Financial Glossary for Agencies
Running an agency means juggling client retainers, contractor margins, utilization targets, and cash flow gaps that can sneak up fast. Here's every financial term agency owners and operators need to know — explained in plain English, not MBA-speak.
30 terms organized by category
Revenue & Pricing Models
Retainer vs Project-Based vs Performance-Based
The three main ways agencies charge clients — a recurring monthly fee, a one-time project price, or a fee tied to results.
Blended Rate
A single hourly rate that averages together the different rates of everyone working on a client's account.
Utilization Rate
The percentage of an employee's total available hours that are spent on billable client work.
Realization Rate
The percentage of billable work your agency actually gets paid for — the gap between what you could bill and what you actually collect.
Effective Rate
The actual hourly rate your agency earns on a project after accounting for all the hours worked — including the ones you didn't bill for.
AGI (Agency Gross Income)
Your agency's total revenue minus pass-through costs — the money that actually stays in your agency to cover salaries, overhead, and profit.
Pass-Through Costs
Expenses your agency pays on behalf of a client — like media buys, printing, or stock photos — that get billed back to them without markup (or with a small markup).
Cost-Plus Pricing
A pricing model where you charge the client your actual costs plus a fixed percentage markup as your profit.
Markup vs Margin
Markup is how much you add on top of your cost; margin is the percentage of the final price that's profit — they sound similar but give you very different numbers.
Project Economics
Scope of Work (SOW)
A document that defines exactly what your agency will deliver, by when, for how much — and just as importantly, what's not included.
Change Order
A formal document that modifies the original scope of work — adding deliverables, extending timelines, or adjusting the budget when the client requests something new.
Bill Rate vs Pay Rate
Bill rate is what you charge the client per hour; pay rate is what you pay the person doing the work — the spread between them is your gross margin on labor.

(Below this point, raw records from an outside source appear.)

use std::io::BufRead;
use ahash::AHashMap;
use log::debug;

use crate::BiasError;


/// One atom line of a structure file, reduced to what matters here.
#[derive(Debug, Clone, PartialEq, Eq)]
pub struct AtomRecord {
    pub name: String,
    /// The third field, written verbatim into ATOMS=... (the atom number
    /// in .gro files).
    pub reference: String,
}

/// All atom lines of a structure file, grouped by residue identifier
/// (first field, e.g. "16C") in file order.
///
/// Header and box lines are not special-cased: the count line has fewer
/// than three fields and is skipped, the others never carry a residue
/// identifier that a base pair asks for.
#[derive(Debug, Default, Clone)]
pub struct StructureIndex {
    residues: AHashMap<String, Vec<AtomRecord>>,
    num_atoms: usize,
}

impl StructureIndex {
    pub fn from_reader<R: BufRead>(reader: R) -> Result<Self, BiasError> {
        let mut index = StructureIndex::default();
        let mut skipped = 0;
        for line in reader.lines() {
            let line = line?;
            let mut fields = line.split_whitespace();
            match (fields.next(), fields.next(), fields.next()) {
                (Some(residue), Some(name), Some(reference)) => {
                    index.insert(residue, name, reference);
                }
                _ => skipped += 1,
            }
        }
        debug!("Indexed {} atom lines in {} residues ({} lines skipped).",
            index.num_atoms(), index.num_residues(), skipped);
        Ok(index)
    }

    pub fn insert(&mut self, residue: &str, name: &str, reference: &str) {
        self.residues.entry(residue.to_string()).or_default().push(AtomRecord {
            name: name.to_string(),
            reference: reference.to_string(),
        });
        self.num_atoms += 1;
    }

    pub fn num_atoms(&self) -> usize {
        self.num_atoms
    }

    pub fn num_residues(&self) -> usize {
        self.residues.len()
    }

    pub fn residue(&self, identifier: &str) -> &[AtomRecord] {
        self.residues.get(identifier).map(Vec::as_slice).unwrap_or(&[])
    }

    /// Reference tokens of all atoms in `identifier` whose name passes
    /// `accept`, in file order.
    pub fn references<F>(&self, identifier: &str, accept: F) -> Vec<String>
    where
        F: Fn(&str) -> bool,
    {
        self.residue(identifier)
            .iter()
            .filter(|atom| accept(atom.name.as_str()))
            .map(|atom| atom.reference.clone())
            .collect()
    }
}
//! Hydrogen bond restraints for canonical base pairs, from structure file
//! lookup to PLUMED input.

/// The piecewise well/ramp potential and its MATHEVAL rendering.
mod hbond_potential;

/// Built-in atom names and potentials for GC, GU and AU pairs.
mod templates;

/// Single-pass (residue, atom name) lookup over a .gro file.
mod structure_index;

/// From canonical pairs to matched atom numbers.
mod resolve;

/// DISTANCE / MATHEVAL / BIASVALUE directives.
mod plumed;

/// JSON report of what got restrained.
pub mod summary;

mod error;

pub use error::*;
pub use hbond_potential::*;
pub use templates::*;
pub use structure_index::*;
pub use resolve::*;
pub use plumed::*;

Freelancer / Subcontractor Margin
The profit your agency earns on work done by freelancers or subcontractors — the difference between what you bill the client and what you pay the freelancer.
Work in Progress (WIP)
The value of client work your agency has started but hasn't finished or billed for yet — it's revenue you've earned on paper but haven't collected.
Unbilled Revenue
Revenue your agency has earned by completing work but hasn't yet invoiced to the client — money that's owed to you but hasn't been billed.
Cash Flow & Operations
Revenue per Employee
Your agency's total revenue (or AGI) divided by the number of employees — the simplest measure of how productive your team is.
Revenue per FTE
Like revenue per employee, but it counts freelancers and part-timers as fractions of a full-time equivalent — giving you a more accurate productivity picture.
Overhead Rate
The percentage of your agency's revenue that goes to non-billable costs — rent, admin salaries, software, insurance, and everything else that doesn't directly deliver client work.
Accounts Receivable Days (DSO)
The average number of days it takes your agency to collect payment after sending an invoice — lower is better for your cash flow.
Capacity Planning
The process of forecasting your team's available hours against incoming work — so you know when to hire, when to use freelancers, and when to stop taking on new projects.
Bench Time
Time when a billable employee has no client work to do — they're available and getting paid, but not generating revenue.
Revenue Backlog
The total value of contracted client work that hasn't been delivered or recognized as revenue yet — your agency's pipeline of guaranteed future income.
Growth & Scaling
Profit Sharing
A compensation structure where employees receive a portion of the agency's profits in addition to their base salary — aligning the team's financial interests with the agency's success.
Earnout
A portion of an agency's sale price that's paid over time, contingent on the agency hitting specific performance targets after the acquisition.
EBITDA (Agency Context)
Earnings Before Interest, Taxes, Depreciation, and Amortization — the standard measure of an agency's operating profitability and the basis for most agency valuations.
Multiple (Valuation)
The number applied to your agency's EBITDA (or revenue) to estimate its total value — a 6x multiple on $500K EBITDA means your agency is worth roughly $3 million.
Client Concentration Risk
The danger of relying too heavily on a small number of clients — if your biggest client leaves and they represent 30% of revenue, your agency is in serious trouble.
Net Promoter Score (NPS)
A simple client satisfaction metric based on one question: 'How likely are you to recommend us?' — scored from -100 to +100, with higher being better.
Churn (Agency)
The rate at which clients leave your agency over a given period — high churn means you're constantly replacing lost revenue instead of growing.
SOW Acceleration
Expanding an existing client's scope of work — adding new services, increasing deliverables, or upselling new capabilities to grow revenue from clients you already have.